■ TASK BRIEF
Note each line in the data below that holds "aliases", and copy it.

■ STORED DATA
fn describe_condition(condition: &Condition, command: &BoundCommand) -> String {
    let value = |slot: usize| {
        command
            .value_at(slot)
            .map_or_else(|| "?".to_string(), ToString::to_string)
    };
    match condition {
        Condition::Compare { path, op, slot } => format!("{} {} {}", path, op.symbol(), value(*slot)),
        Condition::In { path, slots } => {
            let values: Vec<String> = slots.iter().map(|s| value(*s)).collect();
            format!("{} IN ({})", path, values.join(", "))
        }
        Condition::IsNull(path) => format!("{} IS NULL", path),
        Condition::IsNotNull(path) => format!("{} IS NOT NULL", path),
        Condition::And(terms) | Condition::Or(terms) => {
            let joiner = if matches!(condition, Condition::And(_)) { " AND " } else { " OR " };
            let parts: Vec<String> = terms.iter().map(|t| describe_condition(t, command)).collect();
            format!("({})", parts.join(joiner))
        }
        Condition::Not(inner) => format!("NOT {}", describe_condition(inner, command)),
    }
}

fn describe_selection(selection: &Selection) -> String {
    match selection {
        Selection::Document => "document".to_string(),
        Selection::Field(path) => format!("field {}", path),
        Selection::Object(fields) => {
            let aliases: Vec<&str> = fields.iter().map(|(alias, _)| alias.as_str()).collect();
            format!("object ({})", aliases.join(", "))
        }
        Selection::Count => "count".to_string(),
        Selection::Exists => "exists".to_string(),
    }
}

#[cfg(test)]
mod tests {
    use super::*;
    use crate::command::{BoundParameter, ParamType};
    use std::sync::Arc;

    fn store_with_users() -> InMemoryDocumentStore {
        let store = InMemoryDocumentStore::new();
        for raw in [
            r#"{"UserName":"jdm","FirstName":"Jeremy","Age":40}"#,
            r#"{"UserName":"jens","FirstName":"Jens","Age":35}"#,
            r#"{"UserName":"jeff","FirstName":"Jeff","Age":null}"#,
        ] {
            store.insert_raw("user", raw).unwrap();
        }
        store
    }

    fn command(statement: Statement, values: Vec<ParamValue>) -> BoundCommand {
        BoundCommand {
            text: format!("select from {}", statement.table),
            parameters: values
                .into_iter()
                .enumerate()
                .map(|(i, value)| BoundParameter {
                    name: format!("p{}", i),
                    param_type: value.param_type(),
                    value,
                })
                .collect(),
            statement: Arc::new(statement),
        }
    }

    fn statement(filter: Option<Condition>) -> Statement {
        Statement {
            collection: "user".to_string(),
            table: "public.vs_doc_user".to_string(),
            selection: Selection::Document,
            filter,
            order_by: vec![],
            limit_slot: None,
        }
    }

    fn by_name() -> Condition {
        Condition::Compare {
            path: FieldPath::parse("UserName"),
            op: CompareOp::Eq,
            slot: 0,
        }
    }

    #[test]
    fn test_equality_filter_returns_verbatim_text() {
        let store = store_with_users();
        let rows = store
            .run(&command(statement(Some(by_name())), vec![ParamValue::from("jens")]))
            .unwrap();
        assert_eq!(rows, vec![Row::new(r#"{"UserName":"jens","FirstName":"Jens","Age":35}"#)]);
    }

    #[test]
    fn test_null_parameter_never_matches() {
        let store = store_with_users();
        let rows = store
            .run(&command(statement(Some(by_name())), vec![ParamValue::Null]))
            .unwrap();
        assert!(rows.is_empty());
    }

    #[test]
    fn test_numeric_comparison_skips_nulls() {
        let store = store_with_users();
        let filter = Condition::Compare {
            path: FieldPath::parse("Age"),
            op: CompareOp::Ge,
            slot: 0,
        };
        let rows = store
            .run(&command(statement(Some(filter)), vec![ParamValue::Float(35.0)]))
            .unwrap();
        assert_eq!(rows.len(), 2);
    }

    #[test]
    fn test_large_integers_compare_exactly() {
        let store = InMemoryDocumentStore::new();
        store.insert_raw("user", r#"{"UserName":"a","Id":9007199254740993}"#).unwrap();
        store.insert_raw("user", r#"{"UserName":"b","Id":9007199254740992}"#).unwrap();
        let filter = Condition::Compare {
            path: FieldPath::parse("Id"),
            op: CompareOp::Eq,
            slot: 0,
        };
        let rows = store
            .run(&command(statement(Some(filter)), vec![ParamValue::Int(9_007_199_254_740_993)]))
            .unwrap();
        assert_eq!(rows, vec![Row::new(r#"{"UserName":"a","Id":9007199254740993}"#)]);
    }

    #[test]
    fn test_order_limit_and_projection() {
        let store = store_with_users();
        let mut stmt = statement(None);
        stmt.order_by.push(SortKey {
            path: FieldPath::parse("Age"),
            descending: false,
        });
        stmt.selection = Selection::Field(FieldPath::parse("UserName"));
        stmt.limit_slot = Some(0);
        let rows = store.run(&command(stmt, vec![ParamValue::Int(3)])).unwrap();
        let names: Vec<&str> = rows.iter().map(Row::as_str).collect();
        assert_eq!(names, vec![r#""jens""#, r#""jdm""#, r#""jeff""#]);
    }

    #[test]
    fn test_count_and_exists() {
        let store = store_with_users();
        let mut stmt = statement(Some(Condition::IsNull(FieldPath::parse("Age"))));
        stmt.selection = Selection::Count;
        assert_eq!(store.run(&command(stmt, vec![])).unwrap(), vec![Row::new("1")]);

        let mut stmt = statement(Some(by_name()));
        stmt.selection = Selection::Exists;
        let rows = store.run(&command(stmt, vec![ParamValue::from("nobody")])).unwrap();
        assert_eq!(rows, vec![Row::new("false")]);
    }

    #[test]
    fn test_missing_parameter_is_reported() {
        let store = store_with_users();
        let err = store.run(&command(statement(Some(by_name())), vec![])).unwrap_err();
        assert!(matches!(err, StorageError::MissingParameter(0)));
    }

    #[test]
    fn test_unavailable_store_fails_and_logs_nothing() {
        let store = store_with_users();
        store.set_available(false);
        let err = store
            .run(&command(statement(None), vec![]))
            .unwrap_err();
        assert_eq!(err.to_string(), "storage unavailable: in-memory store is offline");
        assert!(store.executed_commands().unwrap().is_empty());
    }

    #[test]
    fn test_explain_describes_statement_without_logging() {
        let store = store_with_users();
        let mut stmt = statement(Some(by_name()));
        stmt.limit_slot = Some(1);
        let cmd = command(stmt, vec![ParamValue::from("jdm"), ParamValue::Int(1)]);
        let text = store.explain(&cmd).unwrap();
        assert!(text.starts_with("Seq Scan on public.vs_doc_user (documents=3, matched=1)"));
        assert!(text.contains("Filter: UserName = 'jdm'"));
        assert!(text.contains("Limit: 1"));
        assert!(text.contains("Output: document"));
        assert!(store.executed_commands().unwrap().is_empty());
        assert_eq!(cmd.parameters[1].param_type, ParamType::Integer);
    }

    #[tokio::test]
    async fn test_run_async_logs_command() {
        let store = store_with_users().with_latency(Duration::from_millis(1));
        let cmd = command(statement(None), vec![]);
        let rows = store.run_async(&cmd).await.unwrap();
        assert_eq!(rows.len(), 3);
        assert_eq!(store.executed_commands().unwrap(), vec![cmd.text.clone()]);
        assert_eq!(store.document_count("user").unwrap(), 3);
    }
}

■ SOLUTION FOR THIS PROBLEM
            let aliases: Vec<&str> = fields.iter().map(|(alias, _)| alias.as_str()).collect();
            format!("object ({})", aliases.join(", "))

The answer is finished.